Stored data entries:
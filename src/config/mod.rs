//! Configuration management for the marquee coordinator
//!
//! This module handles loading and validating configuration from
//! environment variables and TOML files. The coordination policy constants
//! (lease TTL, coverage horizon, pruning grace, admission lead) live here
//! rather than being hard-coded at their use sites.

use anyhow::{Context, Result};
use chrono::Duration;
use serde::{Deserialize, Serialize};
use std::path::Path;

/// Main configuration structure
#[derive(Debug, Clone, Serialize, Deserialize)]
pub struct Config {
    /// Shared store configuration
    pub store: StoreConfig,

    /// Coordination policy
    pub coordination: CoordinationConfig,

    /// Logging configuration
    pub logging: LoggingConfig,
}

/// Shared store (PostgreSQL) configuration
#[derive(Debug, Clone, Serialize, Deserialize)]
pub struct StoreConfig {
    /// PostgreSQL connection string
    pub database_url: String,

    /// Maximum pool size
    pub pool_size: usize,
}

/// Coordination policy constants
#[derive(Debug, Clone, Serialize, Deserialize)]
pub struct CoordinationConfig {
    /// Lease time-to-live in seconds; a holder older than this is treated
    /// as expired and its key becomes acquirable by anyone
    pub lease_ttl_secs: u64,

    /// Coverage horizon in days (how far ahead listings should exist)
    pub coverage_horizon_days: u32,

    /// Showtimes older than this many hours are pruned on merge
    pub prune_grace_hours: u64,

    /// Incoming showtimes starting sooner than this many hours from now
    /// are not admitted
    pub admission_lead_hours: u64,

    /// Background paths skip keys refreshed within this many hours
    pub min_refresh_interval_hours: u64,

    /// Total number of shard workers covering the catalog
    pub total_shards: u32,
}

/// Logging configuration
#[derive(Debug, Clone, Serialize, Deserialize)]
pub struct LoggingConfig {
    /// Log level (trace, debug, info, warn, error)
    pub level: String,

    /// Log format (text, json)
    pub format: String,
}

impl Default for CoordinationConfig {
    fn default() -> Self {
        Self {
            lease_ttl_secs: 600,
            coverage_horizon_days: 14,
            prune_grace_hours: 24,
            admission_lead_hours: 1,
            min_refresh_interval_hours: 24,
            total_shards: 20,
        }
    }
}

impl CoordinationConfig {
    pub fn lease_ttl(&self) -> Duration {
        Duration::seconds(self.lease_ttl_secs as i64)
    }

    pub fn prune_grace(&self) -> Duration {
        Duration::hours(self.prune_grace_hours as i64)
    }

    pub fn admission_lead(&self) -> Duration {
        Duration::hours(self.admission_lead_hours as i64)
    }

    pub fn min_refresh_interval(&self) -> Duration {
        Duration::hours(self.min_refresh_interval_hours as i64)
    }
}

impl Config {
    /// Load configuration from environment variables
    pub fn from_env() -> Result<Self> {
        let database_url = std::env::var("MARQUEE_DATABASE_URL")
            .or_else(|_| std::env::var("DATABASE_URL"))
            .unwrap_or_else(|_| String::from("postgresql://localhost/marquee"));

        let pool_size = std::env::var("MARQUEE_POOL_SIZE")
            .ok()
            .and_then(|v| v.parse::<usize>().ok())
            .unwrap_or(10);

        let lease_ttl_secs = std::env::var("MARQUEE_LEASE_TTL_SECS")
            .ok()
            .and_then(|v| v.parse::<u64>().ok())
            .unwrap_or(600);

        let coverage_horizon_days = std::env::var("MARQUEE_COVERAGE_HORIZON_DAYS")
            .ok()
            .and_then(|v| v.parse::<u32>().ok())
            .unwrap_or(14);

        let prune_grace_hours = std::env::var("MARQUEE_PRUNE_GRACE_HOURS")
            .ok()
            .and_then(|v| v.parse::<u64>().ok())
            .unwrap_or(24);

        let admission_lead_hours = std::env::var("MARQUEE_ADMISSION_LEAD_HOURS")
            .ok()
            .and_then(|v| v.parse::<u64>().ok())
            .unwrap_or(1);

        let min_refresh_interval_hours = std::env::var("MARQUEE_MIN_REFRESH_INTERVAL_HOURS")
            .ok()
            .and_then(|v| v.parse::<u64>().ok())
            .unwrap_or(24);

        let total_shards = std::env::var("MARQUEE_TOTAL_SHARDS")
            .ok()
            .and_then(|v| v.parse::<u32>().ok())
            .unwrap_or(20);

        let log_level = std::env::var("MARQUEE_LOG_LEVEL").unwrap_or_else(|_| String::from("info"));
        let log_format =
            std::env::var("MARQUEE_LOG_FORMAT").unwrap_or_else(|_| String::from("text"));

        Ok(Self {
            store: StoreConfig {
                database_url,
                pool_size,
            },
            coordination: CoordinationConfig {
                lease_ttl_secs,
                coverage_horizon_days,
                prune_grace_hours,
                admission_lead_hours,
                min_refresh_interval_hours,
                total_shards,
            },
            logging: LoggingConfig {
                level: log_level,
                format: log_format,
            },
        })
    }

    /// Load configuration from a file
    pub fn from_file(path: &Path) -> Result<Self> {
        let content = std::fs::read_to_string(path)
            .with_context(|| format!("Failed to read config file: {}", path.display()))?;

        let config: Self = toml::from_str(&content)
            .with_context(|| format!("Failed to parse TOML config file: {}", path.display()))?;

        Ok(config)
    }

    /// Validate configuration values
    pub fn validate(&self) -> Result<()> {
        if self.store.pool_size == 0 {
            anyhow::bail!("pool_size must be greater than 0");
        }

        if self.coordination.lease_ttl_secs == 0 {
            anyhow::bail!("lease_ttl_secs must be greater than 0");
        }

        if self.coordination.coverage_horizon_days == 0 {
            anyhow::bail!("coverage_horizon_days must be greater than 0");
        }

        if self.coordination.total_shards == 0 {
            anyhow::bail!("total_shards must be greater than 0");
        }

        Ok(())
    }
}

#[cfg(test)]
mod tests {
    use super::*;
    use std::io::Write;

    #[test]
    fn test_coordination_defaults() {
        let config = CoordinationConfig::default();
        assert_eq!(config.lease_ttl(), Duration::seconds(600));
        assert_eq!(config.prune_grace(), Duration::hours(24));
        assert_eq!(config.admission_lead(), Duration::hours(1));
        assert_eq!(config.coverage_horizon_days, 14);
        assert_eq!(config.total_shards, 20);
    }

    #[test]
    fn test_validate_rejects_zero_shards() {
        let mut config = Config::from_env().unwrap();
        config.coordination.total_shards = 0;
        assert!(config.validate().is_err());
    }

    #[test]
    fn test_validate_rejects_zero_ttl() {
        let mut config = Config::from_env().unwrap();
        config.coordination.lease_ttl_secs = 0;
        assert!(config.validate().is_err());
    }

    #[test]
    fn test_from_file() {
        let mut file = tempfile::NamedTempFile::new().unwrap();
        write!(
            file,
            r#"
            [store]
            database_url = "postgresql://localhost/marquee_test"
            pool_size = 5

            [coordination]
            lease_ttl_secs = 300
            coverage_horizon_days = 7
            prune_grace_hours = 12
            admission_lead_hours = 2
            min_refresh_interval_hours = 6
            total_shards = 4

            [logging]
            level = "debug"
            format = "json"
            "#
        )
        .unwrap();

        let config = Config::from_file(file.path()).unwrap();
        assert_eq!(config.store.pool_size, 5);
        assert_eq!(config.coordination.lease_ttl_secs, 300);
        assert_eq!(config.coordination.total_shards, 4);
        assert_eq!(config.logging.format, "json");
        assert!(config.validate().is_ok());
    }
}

#### [WORK INSTRUCTIONS]
With both ends included, please retype exactly the lines from the line containing "pool_size = 5" to the final line of the data.

#### [ANSWER TO THE PROBLEM]
            pool_size = 5

            [coordination]
            lease_ttl_secs = 300
            coverage_horizon_days = 7
            prune_grace_hours = 12
            admission_lead_hours = 2
            min_refresh_interval_hours = 6
            total_shards = 4

            [logging]
            level = "debug"
            format = "json"
            "#
        )
        .unwrap();

        let config = Config::from_file(file.path()).unwrap();
        assert_eq!(config.store.pool_size, 5);
        assert_eq!(config.coordination.lease_ttl_secs, 300);
        assert_eq!(config.coordination.total_shards, 4);
        assert_eq!(config.logging.format, "json");
        assert!(config.validate().is_ok());
    }
}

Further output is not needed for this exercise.